"More competition = more innovation"
You'd think so, wouldn't you?
Well, let me take you back to 2006. HTC- and others- were churning out touchscreen WinMo smartphones at a rate of knots.
They features ARM processors (including hardware graphics acceleration), Assisted GPS, touchscreens (albeit single touch- and with a GUI to match those limitations), 3G/HSDPA, Quad-band GSM, Bluetooth 2.0, WiFi (802.11G), cameras, Google Maps, the ability to browse the 'proper' internet (not sure about Flash, I think it was available but old), they played movies, they played music, they could even stream TV channels from a good few providers (actually, I think one or two actually had DVB decoders in them...). Every new generation of phones was bringing new features as more stuff was miniaturised to the point where it'd fit
Then Apple came up with the iPhone. A massive marketing effort, creating massive competition. This should have created phones with a featureset that would have been unimaginable only a few years ago. But so far, all that's changed is the addition of faster processors (which would have happened anyway), MultiTouch (fair dos on that one- I imagine it'd have taken a few years to get onto mobiles without them) and accelerometers (used for... err... figuring out which way up your phone is. And maybe playing games). If I've missed anything, feel free to tell me.
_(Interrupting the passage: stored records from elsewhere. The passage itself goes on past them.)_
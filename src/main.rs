// Copyright (c) 2025 Erick Bourgeois, firestoned
// SPDX-License-Identifier: MIT

use anyhow::{Context, Result};
use clap::{Args, Parser, Subcommand, ValueEnum};
use dnsdisc::{
    catalog::YamlCatalog,
    confctl::HttpControlPlane,
    config::EngineConfig,
    constants::DEFAULT_CONFIG_PATH,
    dns::UdpResolver,
    lock::{FileLockManager, LockArgs},
    metrics,
    prompt::{FixedPrompt, OperatorPrompt, TerminalPrompt},
    reconcilers::{ReconciliationEngine, RunAction, RunReport, RunRequest},
    record::Action,
    remote::SshExecutor,
};
use std::collections::BTreeSet;
use std::path::PathBuf;
use std::process::ExitCode;
use std::sync::Arc;
use tracing::{debug, error, info, warn};

/// Pool and depool DNS Discovery records across datacenters.
#[derive(Debug, Parser)]
#[command(name = "dnsdisc", version)]
struct Cli {
    /// Engine configuration file
    #[arg(long, default_value = DEFAULT_CONFIG_PATH)]
    config: PathBuf,

    /// Never wait for input: skip every record that would need a decision
    #[arg(long)]
    non_interactive: bool,

    /// Skip verification and blindly wipe the whole zone from the recursors instead
    #[arg(long)]
    emergency: bool,

    /// Print the Prometheus metrics of the run when done
    #[arg(long)]
    print_metrics: bool,

    #[command(subcommand)]
    command: Command,
}

#[derive(Debug, Subcommand)]
enum Command {
    /// Pool all discovery records in a datacenter
    Pool(SwitchArgs),
    /// Depool all discovery records from a datacenter
    Depool(SwitchArgs),
    /// Show which records are pooled in each datacenter
    Status {
        #[arg(required = true)]
        datacenters: Vec<String>,
        /// Service or record to leave out (repeatable)
        #[arg(long)]
        exclude: Vec<String>,
    },
    /// Check that DNS answers match the pooled state of records
    Check {
        #[arg(required = true)]
        services: Vec<String>,
    },
    /// Pool or depool some services in one datacenter
    Route {
        #[arg(value_enum)]
        action: RouteAction,
        datacenter: String,
        #[arg(required = true)]
        services: Vec<String>,
        /// Wipe the recursor caches for the changed records
        #[arg(long)]
        wipe_cache: bool,
    },
}

#[derive(Debug, Args)]
struct SwitchArgs {
    datacenter: String,
    /// Also act on active/passive records
    #[arg(long)]
    all: bool,
    /// Service or record to leave out (repeatable)
    #[arg(long)]
    exclude: Vec<String>,
}

#[derive(Debug, Clone, Copy, PartialEq, Eq, ValueEnum)]
enum RouteAction {
    Pool,
    Depool,
}

impl From<RouteAction> for Action {
    fn from(action: RouteAction) -> Self {
        match action {
            RouteAction::Pool => Action::Pool,
            RouteAction::Depool => Action::Depool,
        }
    }
}

impl Command {
    /// Lock protecting this command against concurrent runs.
    ///
    /// Datacenter runs on different datacenters may proceed in parallel.
    fn lock_args(&self) -> LockArgs {
        match self {
            Self::Pool(args) | Self::Depool(args) => {
                LockArgs::for_action(&format!("dnsdisc-datacenter-{}", args.datacenter), false)
            }
            Self::Status { .. } => LockArgs::for_action("dnsdisc-status", true),
            Self::Check { .. } => LockArgs::for_action("dnsdisc-check", true),
            Self::Route { .. } => LockArgs::for_action("dnsdisc-route", false),
        }
    }
}

fn main() -> Result<ExitCode> {
    let cli = Cli::parse();

    let runtime = tokio::runtime::Builder::new_multi_thread()
        .worker_threads(2)
        .thread_name("dnsdisc")
        .enable_all()
        .build()?;

    runtime.block_on(async_main(cli))
}

fn init_logging() {
    // Respects RUST_LOG, defaults to INFO. RUST_LOG_FORMAT=json switches to JSON lines.
    // Logs go to stderr so reports on stdout stay readable.
    let env_filter = tracing_subscriber::EnvFilter::try_from_default_env()
        .unwrap_or_else(|_| tracing_subscriber::EnvFilter::new("info"));

    let log_format = std::env::var("RUST_LOG_FORMAT").unwrap_or_else(|_| "text".to_string());

    match log_format.to_lowercase().as_str() {
        "json" => {
            tracing_subscriber::fmt()
                .with_env_filter(env_filter)
                .with_writer(std::io::stderr)
                .with_file(true)
                .with_line_number(true)
                .with_target(false)
                .json()
                .init();
        }
        _ => {
            tracing_subscriber::fmt()
                .with_env_filter(env_filter)
                .with_writer(std::io::stderr)
                .with_file(true)
                .with_line_number(true)
                .with_target(false)
                .with_ansi(true)
                .compact()
                .init();
        }
    }
}

async fn async_main(cli: Cli) -> Result<ExitCode> {
    init_logging();
    debug!(config = %cli.config.display(), "Loading configuration");

    let config = Arc::new(EngineConfig::load(&cli.config)?);
    let prompt: Arc<dyn OperatorPrompt> = if cli.non_interactive {
        Arc::new(FixedPrompt::default())
    } else {
        Arc::new(TerminalPrompt::new())
    };
    let engine = ReconciliationEngine::new(
        config.clone(),
        Arc::new(
            HttpControlPlane::new(&config.control_plane_url)
                .context("Failed to create the control plane client")?,
        ),
        Arc::new(UdpResolver::new(config.authoritative_nameservers.clone())?),
        Arc::new(SshExecutor::new(config.hosts.clone())),
        Arc::new(YamlCatalog::new(&config.catalog_path)),
        prompt.clone(),
    );

    let locks = FileLockManager::new(&config.lock_dir);
    let guard = locks.acquire(&cli.command.lock_args()).await?;

    let result = execute(&cli, &config, &engine, prompt.as_ref()).await;

    if let Err(e) = guard.release().await {
        warn!(error = %e, "Failed to release the run lock");
    }
    if cli.print_metrics {
        print!("{}", metrics::gather_metrics()?);
    }
    result
}

async fn execute(
    cli: &Cli,
    config: &EngineConfig,
    engine: &ReconciliationEngine,
    prompt: &dyn OperatorPrompt,
) -> Result<ExitCode> {
    match &cli.command {
        Command::Pool(args) | Command::Depool(args) => {
            if !config.is_core(&args.datacenter) {
                anyhow::bail!(
                    "{} is not a core datacenter (one of: {})",
                    args.datacenter,
                    config.core_datacenters.join(", ")
                );
            }
            let action = if matches!(cli.command, Command::Pool(_)) {
                RunAction::Pool
            } else {
                RunAction::Depool
            };
            let request = RunRequest {
                action,
                target_datacenter: args.datacenter.clone(),
                include_active_passive: args.all,
                emergency: cli.emergency,
                exclusions: args.exclude.iter().cloned().collect(),
            };
            let report = engine.run(&request).await?;
            println!("{report}");
            if report.success() {
                return Ok(ExitCode::SUCCESS);
            }

            error!("Some records failed, they are listed above");
            if prompt
                .confirm("Do you wish to rollback to the state before the run?")
                .await
            {
                let rollback = engine.rollback(&report, cli.emergency).await;
                println!("{rollback}");
            }
            Ok(ExitCode::FAILURE)
        }
        Command::Status {
            datacenters,
            exclude,
        } => {
            let exclusions: BTreeSet<String> = exclude.iter().cloned().collect();
            let status = engine.status(datacenters, &exclusions).await?;
            print!("{status}");
            Ok(ExitCode::SUCCESS)
        }
        Command::Check { services } => Ok(exit_code(&engine.check(services).await?)),
        Command::Route {
            action,
            datacenter,
            services,
            wipe_cache,
        } => {
            info!(action = ?action, datacenter = %datacenter, "Routing services");
            let report = engine
                .route_services((*action).into(), datacenter, services, *wipe_cache)
                .await?;
            Ok(exit_code(&report))
        }
    }
}

fn exit_code(report: &RunReport) -> ExitCode {
    println!("{report}");
    if report.success() {
        ExitCode::SUCCESS
    } else {
        ExitCode::FAILURE
    }
}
And EVERY other smartphone's done the same thing. They're all nigh-on identical. It looks like everyone fired their R&D departments to make room for more marketing types. The upcoming generation of phones is faster and chromier. And that's it from what I can see. So the extra competition has produced feature-stagnation; the companies have refocussed on selling their phone to people who don't care what's in their phone so long as it's newer and shinier than the next guys because that's where the mass market money is.